Joy Ejercito’s comfy and colorful interiors

"Functional, comfortable, spare but colorful" is how the president and founder of a successful public relations firm sums up the job that interior designer Joy Ejercito has done for her new office in Makati City.

Ejercito’s clean lines and bright palettes of lime green, fuchsia and lavender give the workspace a compelling look that defines the company’s nature of business – an enviable combination of serious enterprise and glamour.

The decorator‘s sense of correctness is born out of days spent with a client before getting down to the brass tacks of designing a space. In this particular case, interviewing both the head of the company and her all-woman staff helped Ejercito in creating a workplace with just the right amount of oomph.

"You have to explain to the client why they are spending this much. One has to be very patient because some clients can be very factitious," Joy said.

Amazingly, despite the state of the economy, she has not run out of clients. "The economy obviously does not affect some people," she replied, expressing surprise at her own discovery.

Just turned 30, Joy has moved on into the realm of bigger and better, offering services and design insights to a solid residential clientele, including some of Manila’s most visible movers and shakers, office spaces and showrooms.

She’s very much a hands-on worker who forms design concepts and follows up on drawings up to the manufacturing of custom-made furniture, including their delivery.

It helps that her husband’s family operates Diseño Lindo, an interior design business that includes furniture making. Joy often suggests alternatives in order to cut costs. "Labor won’t cut costs, but offering alternative materials can help bring them down without sacrificing the look you want to achieve," she said.

The difference between office furniture and home furnishings lies in the details, Joy said. "Office furniture are much more simple, sleek, straight though bright in colors. Residential homes can show more curves and proportions, but colors are warm and subtle."

She said she has spent a lot of time learning why this piece is better for this interior, why the curve of this leg looks much better for a particular furniture, and why this item costs 10 times more. Her clients appreciate the fact that when Joy suggests some improvements, they are dealing with an honest and sincere person who wants to give them excellent service.

Joy Ejercito belongs to that breed of designers with an unbelievable talent and an eye for detail. They don’t let decorating dominate the objects. The objects should dominate, and the background should remain the background.

Some designers glory in pattern; some in color. Joy’s knack is for purity of line, the impact of texture and the good combination of colors. The two newly-made sofas, one in fuchsia and the other in printed blue and beige, in the office of the public relations executive, for instance, are made of hardy solid fabrics and bold but timeless shapes that tend to be overscale. But they work to perfection as accents in the sparsely decorated office space.

"It is important that each object you see has integrity – not necessarily something expensive, but of good design and quality," she explained. But do not overdo them. "So much decorating is overdone that it becomes uncomfortable. It is vitally important to know when to stop."

Timelessness is the litmus test Ejercito applies in decorating decisions.
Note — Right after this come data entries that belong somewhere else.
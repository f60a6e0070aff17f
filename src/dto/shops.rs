use serde::{Deserialize, Serialize};
use utoipa::ToSchema;

use crate::models::Shop;

#[derive(Debug, Deserialize, ToSchema)]
pub struct CreateShopRequest {
    pub name: String,
}

#[derive(Debug, Serialize, ToSchema)]
pub struct ShopList {
    pub items: Vec<Shop>,
}

/// A freshly rendered QR code, for the printable-design flow.
#[derive(Debug, Serialize, ToSchema)]
pub struct QrImage {
    pub data_url: String,
}
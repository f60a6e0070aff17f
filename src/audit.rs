use serde_json::Value;
use uuid::Uuid;

use crate::{db::DbPool, error::AppResult};

/// Best-effort audit trail; callers log a warning instead of failing the
/// triggering action when this errors.
pub async fn log_audit(
    pool: &DbPool,
    user_id: Option<Uuid>,
    action: &str,
    resource: Option<&str>,
    metadata: Option<Value>,
) -> AppResult<()> {
    let id = Uuid::new_v4();
    sqlx::query(
        r#"
        INSERT INTO audit_logs (id, user_id, action, resource, metadata)
        VALUES ($1, $2, $3, $4, $5)
        "#,
    )
    .bind(id)
    .bind(user_id)
    .bind(action)
    .bind(resource)
    .bind(metadata)
    .execute(pool)
    .await?;

    Ok(())
}
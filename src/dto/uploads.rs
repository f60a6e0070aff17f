use serde::Serialize;
use utoipa::ToSchema;
use uuid::Uuid;

/// What an anonymous customer may see about a shop.
#[derive(Debug, Serialize, ToSchema)]
pub struct PublicShop {
    pub id: Uuid,
    pub name: String,
}

/// Confirmation handed back after a successful upload session. The order
/// number is the customer's only handle on the order.
#[derive(Debug, Serialize, ToSchema)]
pub struct UploadReceipt {
    pub order_id: Uuid,
    pub order_number: String,
    pub files: usize,
}
use sea_orm::entity::prelude::*;

#[derive(Clone, Debug, PartialEq, DeriveEntityModel)]
#[sea_orm(table_name = "users")]
pub struct Model {
    #[sea_orm(primary_key)]
    pub id: Uuid,
    pub email: String,
    pub password_hash: String,
    pub display_name: Option<String>,
    pub created_at: DateTimeWithTimeZone,
}

#[derive(Copy, Clone, Debug, EnumIter, DeriveRelation)]
pub enum Relation {
    #[sea_orm(has_many = "super::shops::Entity")]
    Shops,
    #[sea_orm(has_many = "super::audit_logs::Entity")]
    AuditLogs,
}

impl Related<super::shops::Entity> for Entity {
    fn to() -> RelationDef {
        Relation::Shops.def()
    }
}

impl Related<super::audit_logs::Entity> for Entity {
    fn to() -> RelationDef {
        Relation::AuditLogs.def()
    }
}

impl ActiveModelBehavior for ActiveModel {}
She tries to avoid what’s "in" but instead provides designs that the interior calls for.

She favors simple, curvy lines sans carvings in designing furniture pieces. And earth colors for the rooms, rounded out with custom-made pieces are her trademarks. Although the sofas tend to be overscale, they pack an aesthetic punch.

A big believer in custom work, she’ll have an object custom-made if it does not exist, drawing heavily on texture to provide continuity throughout a space.

Needless to say, her fees are also custom-made. "My quotations are not standardized. I quote per article since most of the pieces are custom-made. That helps bring down the costs too," she said.